Desperate to keep his job, Sagamore realises that Kabir is responsible for Epifania's erratic behaviour and goes to see the doctor. At the clinic, Sagamore tells Kabir that Epifania has vowed to withdraw from the world at the stroke of midnight. Concerned that this means she is seriously considering suicide, Kabir hurries to the reception where Epifania is to bid farewell to her previous existence. Certain that their marriage is now imminent, Sagamore meets the terms of the will by purchasing Kabir's medical papers for £15,000. After Kabir rushes to Epifania, they kiss and he finally expresses his love.

==Cast==

- Sophia Loren as Epifania Parerga
- Peter Sellers as Dr. Ahmed el Kabir
- Alastair Sim as Julius Sagamore
- Vittorio De Sica as Joe
- Dennis Price as Dr. Adrian Bland
- Gary Raymond as Alastair Fitzfassenden
- Alfie Bass as fish curer
- Miriam Karlin as Mrs. Joe
- Noel Purcell as Professor Merton
- Virginia Vernon as Polly
- Graham Stark as butler
- Diana Coupland as nurse
- Pauline Jameson as Muriel Pilkington
- Eleanor Summerfield as Mrs. Willoughby
- Willoughby Goddard as president
- Basil Hoskins as 1st secretary
- Gordon Sterne as 2nd secretary
- Tempe Adam as Gloria
- Wally Patch as Tubby Isaacs, whelk seller
- Charles Hill as Corelli
- Peter Sallis as unknown
- Ray Austin as stunt double for Dennis Price

==Reception==

=== Box office ===
The film was one of the most popular movies at the British box office in 1960. It also made "a fortune" in 1961.

In the United States and Canada, the film's rentals achieved .

=== Critical ===
The Monthly Film Bulletin wrote: "Though it has sometimes been difficult in the past to respond wholeheartedly to Anthony Asquith's more academic choices of subject, his technical skill has never really been in question.
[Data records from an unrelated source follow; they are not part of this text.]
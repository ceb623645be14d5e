use std::{fmt, str::FromStr};

use chrono::NaiveDate;
use serde::{Deserialize, Deserializer, Serialize, Serializer};
use uuid::Uuid;

use crate::error::AppError;

const DEADLINE_FORMAT: &str = "%Y-%m-%d";

/// Store-assigned identifier of a todo. Never reused once a record is deleted.
#[derive(Debug, Clone, Copy, PartialEq, Eq, Hash, Serialize, Deserialize)]
#[serde(transparent)]
pub struct TodoId(Uuid);

impl TodoId {
    pub fn generate() -> Self {
        Self(Uuid::new_v4())
    }

    pub fn into_uuid(self) -> Uuid {
        self.0
    }
}

impl From<Uuid> for TodoId {
    fn from(id: Uuid) -> Self {
        Self(id)
    }
}

impl FromStr for TodoId {
    type Err = AppError;

    fn from_str(raw: &str) -> Result<Self, Self::Err> {
        Uuid::parse_str(raw.trim())
            .map(Self)
            .map_err(|_| AppError::validation(format!("Invalid todo id: {raw}")))
    }
}

impl fmt::Display for TodoId {
    fn fmt(&self, f: &mut fmt::Formatter<'_>) -> fmt::Result {
        self.0.fmt(f)
    }
}

#[derive(Debug, Clone, Copy, PartialEq, Eq, Hash, Serialize, Deserialize)]
#[serde(rename_all = "lowercase")]
pub enum Priority {
    High,
    Medium,
    Low,
}

impl Priority {
    pub fn as_str(self) -> &'static str {
        match self {
            Priority::High => "high",
            Priority::Medium => "medium",
            Priority::Low => "low",
        }
    }
}

impl FromStr for Priority {
    type Err = String;

    fn from_str(raw: &str) -> Result<Self, Self::Err> {
        match raw.trim().to_ascii_lowercase().as_str() {
            "high" => Ok(Priority::High),
            "medium" => Ok(Priority::Medium),
            "low" => Ok(Priority::Low),
            other => Err(format!(
                "priority must be one of high, medium, low (got '{other}')"
            )),
        }
    }
}

impl fmt::Display for Priority {
    fn fmt(&self, f: &mut fmt::Formatter<'_>) -> fmt::Result {
        f.write_str(self.as_str())
    }
}

/// Calendar day a todo is due, `YYYY-MM-DD` on the wire.
#[derive(Debug, Clone, Copy, PartialEq, Eq, PartialOrd, Ord, Hash)]
pub struct Deadline(NaiveDate);

impl FromStr for Deadline {
    type Err = String;

    fn from_str(raw: &str) -> Result<Self, Self::Err> {
        NaiveDate::parse_from_str(raw.trim(), DEADLINE_FORMAT)
            .map(Self)
            .map_err(|_| format!("deadline must be a date formatted as YYYY-MM-DD (got '{raw}')"))
    }
}

impl fmt::Display for Deadline {
    fn fmt(&self, f: &mut fmt::Formatter<'_>) -> fmt::Result {
        write!(f, "{}", self.0.format(DEADLINE_FORMAT))
    }
}

impl Serialize for Deadline {
    fn serialize<S: Serializer>(&self, serializer: S) -> Result<S::Ok, S::Error> {
        serializer.collect_str(self)
    }
}

impl<'de> Deserialize<'de> for Deadline {
    fn deserialize<D: Deserializer<'de>>(deserializer: D) -> Result<Self, D::Error> {
        let raw = String::deserialize(deserializer)?;
        raw.parse().map_err(serde::de::Error::custom)
    }
}

#[derive(Debug, Clone, PartialEq, Eq, Serialize, Deserialize)]
pub struct Todo {
    #[serde(rename = "_id")]
    pub id: TodoId,
    pub text: String,
    pub priority: Priority,
    pub deadline: Deadline,
    pub complete: bool,
}

#[derive(Debug, Clone, Default, Serialize, Deserialize)]
pub struct CreateTodoRequest {
    pub text: Option<String>,
    pub priority: Option<String>,
    pub deadline: Option<String>,
    /// Accepted for compatibility; new todos always start incomplete.
    pub complete: Option<bool>,
}

#[derive(Debug, Clone, Default, Serialize, Deserialize)]
pub struct UpdateTodoRequest {
    #[serde(skip_serializing_if = "Option::is_none")]
    pub text: Option<String>,
    #[serde(skip_serializing_if = "Option::is_none")]
    pub priority: Option<String>,
    #[serde(skip_serializing_if = "Option::is_none")]
    pub deadline: Option<String>,
    #[serde(skip_serializing_if = "Option::is_none")]
    pub complete: Option<bool>,
}

/// A validated create request, ready to be stored.
#[derive(Debug, Clone, PartialEq, Eq)]
pub struct NewTodo {
    pub text: String,
    pub priority: Priority,
    pub deadline: Deadline,
}

impl NewTodo {
    pub fn from_request(request: CreateTodoRequest) -> Result<Self, AppError> {
        let text = required("text", request.text)?;
        let priority = required("priority", request.priority)?;
        let deadline = required("deadline", request.deadline)?;

        Ok(Self {
            text: parse_text(text)?,
            priority: parse_priority(&priority)?,
            deadline: parse_deadline(&deadline)?,
        })
    }
}

/// A validated partial update. `None` leaves the stored field untouched.
#[derive(Debug, Clone, Default, PartialEq, Eq)]
pub struct TodoPatch {
    pub text: Option<String>,
    pub priority: Option<Priority>,
    pub deadline: Option<Deadline>,
    pub complete: Option<bool>,
}

impl TodoPatch {
    pub fn from_request(request: UpdateTodoRequest) -> Result<Self, AppError> {
        Ok(Self {
            text: request.text.map(parse_text).transpose()?,
            priority: request.priority.as_deref().map(parse_priority).transpose()?,
            deadline: request.deadline.as_deref().map(parse_deadline).transpose()?,
            complete: request.complete,
        })
    }

    pub fn apply(self, todo: &mut Todo) {
        if let Some(text) = self.text {
            todo.text = text;
        }
        if let Some(priority) = self.priority {
            todo.priority = priority;
        }
        if let Some(deadline) = self.deadline {
            todo.deadline = deadline;
        }
        if let Some(complete) = self.complete {
            todo.complete = complete;
        }
    }
}

fn required(field: &'static str, value: Option<String>) -> Result<String, AppError> {
    value.ok_or_else(|| AppError::validation(format!("{field} is required")))
}

fn parse_text(text: String) -> Result<String, AppError> {
    if text.trim().is_empty() {
        return Err(AppError::validation("text must not be empty"));
    }
    Ok(text)
}

fn parse_priority(raw: &str) -> Result<Priority, AppError> {
    raw.parse().map_err(AppError::validation)
}

fn parse_deadline(raw: &str) -> Result<Deadline, AppError> {
    raw.parse().map_err(AppError::validation)
}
The flatness, the slapdash craftsmanship, above all the sheer vulgarity, of The Millionairess is consequently all the more baffling. Not content to treat Shaw's play for what it is, an outmoded, rambling, but still intermittently diverting social fantasy on the one hand, a foolproof actress's vehicle on the other, Asquith has attempted to give new life to the story by peppering it with trick devices (prolonged super-impositions and painful bouts of frenzied crosscutting) and either extravagantly dressing or persistently undressing his leading actress. The result, lacking any sort of dramatic cohesion or continuity and seemingly planned less as a film than as a series of haphazard effects, is merely tiring.

Variety wrote: "Primarily, this stylized pic has Sophia Loren at her most radiant, wearing a series of stunning Balmain gowns. Shaw's Shavianisms on morality, riches and human relationship retain much of thelr edge, though nudged into a practlcal screenplay by Wolf Mankowitz. Anthony Asquith's direction often is slow, but he breaks up the pic with enough hilarious situation to keep the fim from getting tedious. A major fault Is that the cutting of a film, which is mainly episodic, is often needlessly jerky and indecisive."
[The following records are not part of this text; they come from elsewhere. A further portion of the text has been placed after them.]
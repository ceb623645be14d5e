use anyhow::{Context, Result};
use futures_util::future::try_join_all;

use todos_api::{
    client::{ClientConfig, TodoBoard, TodoClient},
    logging::init_tracing,
    models::{CreateTodoRequest, Priority},
};

#[tokio::main]
async fn main() -> Result<()> {
    init_tracing("info");

    // Defaults assume the server is running locally on :4000
    let cfg = match std::env::var("BASE_URL") {
        Ok(base) => ClientConfig::new(base),
        Err(_) => ClientConfig::default(),
    };
    let client = TodoClient::new(cfg).context("building todo client")?;
    println!("Talking to {}", client.base_url());

    // 1) seed a few todos concurrently
    let seeds = [
        ("Buy milk", "high", "2025-01-01"),
        ("Write report", "medium", "2025-02-01"),
        ("Water plants", "low", "2025-03-01"),
    ];
    let created = try_join_all(seeds.iter().map(|(text, priority, deadline)| {
        let request = CreateTodoRequest {
            text: Some(text.to_string()),
            priority: Some(priority.to_string()),
            deadline: Some(deadline.to_string()),
            complete: None,
        };
        let client = &client;
        async move { client.create(&request).await }
    }))
    .await
    .context("seeding todos")?;
    println!("Seeded {} todos", created.len());

    let mut board = TodoBoard::new(client);
    board.refresh().await;
    print_board(&board);

    // 2) add one through the form
    {
        let draft = board.draft_mut();
        draft.text = "Call the plumber".to_string();
        draft.priority = Priority::Medium;
        draft.deadline = "2025-04-01".to_string();
    }
    let added = board.submit_draft().await.context("submitting draft")?;

    // 3) tick it off, then rename it
    board.toggle_complete(added.id).await.context("toggling")?;
    if board.select(added.id) {
        if let Some(selected) = board.selected_mut() {
            selected.text = "Call the plumber (done)".to_string();
        }
        board.save_edit().await.context("saving edit")?;
    }
    print_board(&board);

    // 4) clean up everything we created
    for todo in created.iter().chain(std::iter::once(&added)) {
        if board.select(todo.id) {
            board.confirm_delete().await.context("deleting")?;
        }
    }
    print_board(&board);

    Ok(())
}

fn print_board(board: &TodoBoard) {
    println!("\n{} todo(s):", board.todos().len());
    for todo in board.todos() {
        let mark = if todo.complete { "x" } else { " " };
        println!(
            "  [{mark}] {:<28} {:<6} {}",
            todo.text,
            todo.priority.as_str(),
            todo.deadline
        );
    }
}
In The Radio Times Guide to Films, Dick Fiddy gave the film 3/5 stars, writing: "Sellers brings a gentle charm to his character and avoids taking the easy route to laughter by racial caricature. Loren is stunning and excels at the light comedy."
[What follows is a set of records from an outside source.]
use askama::Template;
use axum::{Router, http::StatusCode, response::Html, routing::get};
use chrono::Local;

use crate::routes::API_PREFIX;

#[derive(Template)]
#[template(path = "index.html")]
struct IndexTemplate {
    now: String,
    project_name: String,
    api_prefix: &'static str,
}

type HtmlError = (StatusCode, Html<String>);

pub fn router() -> Router {
    Router::new().route("/", get(index))
}

async fn index() -> Result<Html<String>, HtmlError> {
    let rendered = IndexTemplate {
        now: Local::now().to_rfc3339(),
        project_name: project_name(),
        api_prefix: API_PREFIX,
    }
    .render()
    .map_err(|err| {
        tracing::error!(error = %err, "failed to render index");
        (
            StatusCode::INTERNAL_SERVER_ERROR,
            Html("failed to render index".to_string()),
        )
    })?;
    Ok(Html(rendered))
}

/// `todos_api` -> `Todos Api`
pub(crate) fn project_name() -> String {
    let words: Vec<String> = env!("CARGO_PKG_NAME")
        .split(['_', '-'])
        .filter(|word| !word.is_empty())
        .map(|word| {
            let mut chars = word.chars();
            match chars.next() {
                Some(first) => {
                    let mut out = first.to_ascii_uppercase().to_string();
                    out.push_str(&chars.as_str().to_ascii_lowercase());
                    out
                }
                None => String::new(),
            }
        })
        .collect();

    if words.is_empty() {
        "Project".to_string()
    } else {
        words.join(" ")
    }
}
Leslie Halliwell wrote "Messy travesty of a Shavian comedy that was never more than a star vehicle to begin with. Hardly any of it works despite the star cast, who are mostly miscast."

== Hit song ==
George Martin, who was the producer at that time of Peter Sellers' comedy recordings, conceived and instigated the writing and recording of a comedy duet "Goodness Gracious Me", sung by Sellers and Loren in their film characters. Martin commissioned David Lee and Herbert Kretzmer to write the song. Martin himself produced the recording. Martin envisioned the song as a recording to be incorporated in the soundtrack of the film. The film's producers did not agree to this, but the studio was happy to see the song released as a stand-alone single to promote the film. The song became a UK chart hit in 1960.